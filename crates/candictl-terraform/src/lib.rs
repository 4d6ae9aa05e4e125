//! IaC pipelines for candictl
//!
//! A [`Runner`] owns one step of one provider layout: its variables, its state
//! file and the `terraform` subprocess. Pipelines compose a runner into
//! init → plan → apply (or destroy) and extract outputs. A [`StateSaver`]
//! streams intermediate state into the cluster while a long apply runs.

#![deny(missing_docs)]

pub mod factory;
pub mod pipeline;
pub mod runner;
pub mod saver;

pub use candictl_common::{Error, Result};
pub use factory::{NodeRunnerSpec, RunnerFactory, RunnerOptions};
pub use pipeline::{
    apply_pipeline, check_pipeline, destroy_pipeline, OutputsExtractor, PipelineOutputs,
};
pub use runner::{Runner, RunnerHandle, RunnerSettings, UseStateCache};
pub use saver::{StateDestination, StateSaver};

/// Step ordering the shared cloud resources
pub const BASE_INFRA_STEP: &str = "base-infrastructure";

/// Step ordering one master
pub const MASTER_NODE_STEP: &str = "master-node";

/// Step ordering one non-master node
pub const STATIC_NODE_STEP: &str = "static-node";

/// Step for nodes of `group`
pub fn step_for_group(group: &str) -> &'static str {
    if group == candictl_common::MASTER_NODE_GROUP {
        MASTER_NODE_STEP
    } else {
        STATIC_NODE_STEP
    }
}
//! Upload a script or a bundle directory and execute it remotely

use std::path::{Path, PathBuf};

use tokio::process::Command;
use tracing::info;

use candictl_common::process::{execute, ExecOptions};
use candictl_common::{Error, Result};

use crate::client::SshClient;
use crate::command::shell_quote;

const REMOTE_TMP_DIR: &str = "/var/tmp";

/// A script uploaded to `/var/tmp` and run there
#[derive(Debug)]
pub struct UploadScript {
    client: SshClient,
    path: PathBuf,
    args: Vec<String>,
    sudo: bool,
    env: Vec<(String, String)>,
}

impl UploadScript {
    pub(crate) fn new(client: SshClient, path: &Path, args: &[&str]) -> Self {
        Self {
            client,
            path: path.to_path_buf(),
            args: args.iter().map(|s| s.to_string()).collect(),
            sudo: false,
            env: Vec::new(),
        }
    }

    /// Run under sudo
    pub fn sudo(mut self) -> Self {
        self.sudo = true;
        self
    }

    /// Export `key=value` before running
    pub fn with_env(mut self, key: impl Into<String>, value: impl Into<String>) -> Self {
        self.env.push((key.into(), value.into()));
        self
    }

    fn file_name(&self) -> Result<String> {
        self.path
            .file_name()
            .map(|n| n.to_string_lossy().into_owned())
            .ok_or_else(|| {
                Error::internal_with_context(
                    "upload",
                    format!("{} has no file name", self.path.display()),
                )
            })
    }

    fn env_prefix(&self) -> String {
        self.env
            .iter()
            .map(|(k, v)| format!("{}={} ", k, shell_quote(v)))
            .collect()
    }

    /// Upload the script and run it; returns its stdout
    pub async fn execute(&self) -> Result<Vec<u8>> {
        let name = self.file_name()?;
        let remote = format!("{}/{}", REMOTE_TMP_DIR, name);
        self.client.upload(&self.path, &remote).await?;

        let mut line = vec![
            format!("chmod +x {} &&", remote),
            format!("{}{}", self.env_prefix(), remote),
        ];
        line.extend(self.args.iter().map(|a| shell_quote(a)));
        self.run(line).await
    }

    /// Pack `parent_dir/bundle_dir`, upload it, unpack under `/var/tmp` and run
    /// the script from inside the bundle.
    pub async fn execute_bundle(&self, parent_dir: &Path, bundle_dir: &str) -> Result<Vec<u8>> {
        let script = self.file_name()?;
        let tmp = tempfile::Builder::new()
            .prefix("bundle-")
            .suffix(".tar")
            .tempfile()?
            .into_temp_path();

        let mut tar = Command::new("tar");
        tar.arg("-cpf").arg(&*tmp).arg("-C").arg(parent_dir).arg(bundle_dir);
        let out = execute(tar, &ExecOptions::new("tar"), &self.client.cancellation_token()).await?;
        if !out.success() {
            return Err(Error::internal_with_context(
                "bundle",
                format!("tar failed: {}", out.stderr.trim_end()),
            ));
        }

        let remote_tar = format!("{}/{}.tar", REMOTE_TMP_DIR, bundle_dir);
        info!("Uploading bundle {} to the host", bundle_dir);
        self.client.upload(&tmp, &remote_tar).await?;

        let bundle_path = format!("{}/{}", REMOTE_TMP_DIR, bundle_dir);
        let mut line = vec![
            format!("tar xpof {} -C {} &&", remote_tar, REMOTE_TMP_DIR),
            format!("cd {} &&", bundle_path),
            format!("{}{}/{}", self.env_prefix(), bundle_path, script),
        ];
        line.extend(self.args.iter().map(|a| shell_quote(a)));
        self.run(line).await
    }

    async fn run(&self, line: Vec<String>) -> Result<Vec<u8>> {
        let (first, rest) = line.split_first().ok_or_else(|| Error::internal("empty command"))?;
        let args: Vec<&str> = rest.iter().map(String::as_str).collect();
        let mut cmd = self.client.command(first.clone(), &args).capture_stdout();
        if self.sudo {
            cmd = cmd.sudo();
        }
        let out = cmd.run_checked(&self.client.cancellation_token()).await?;
        Ok(out.stdout)
    }
}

• **What the task asks**: Above are the entries; repeat their lines exactly, from the first through the one that contains "a runner into".

• **Result of the exercise**:
filename crates/candictl-terraform/src/lib.rs
repository 4d6ae9aa05e4e125
//! IaC pipelines for candictl
//!
//! A [`Runner`] owns one step of one provider layout: its variables, its state
//! file and the `terraform` subprocess. Pipelines compose a runner into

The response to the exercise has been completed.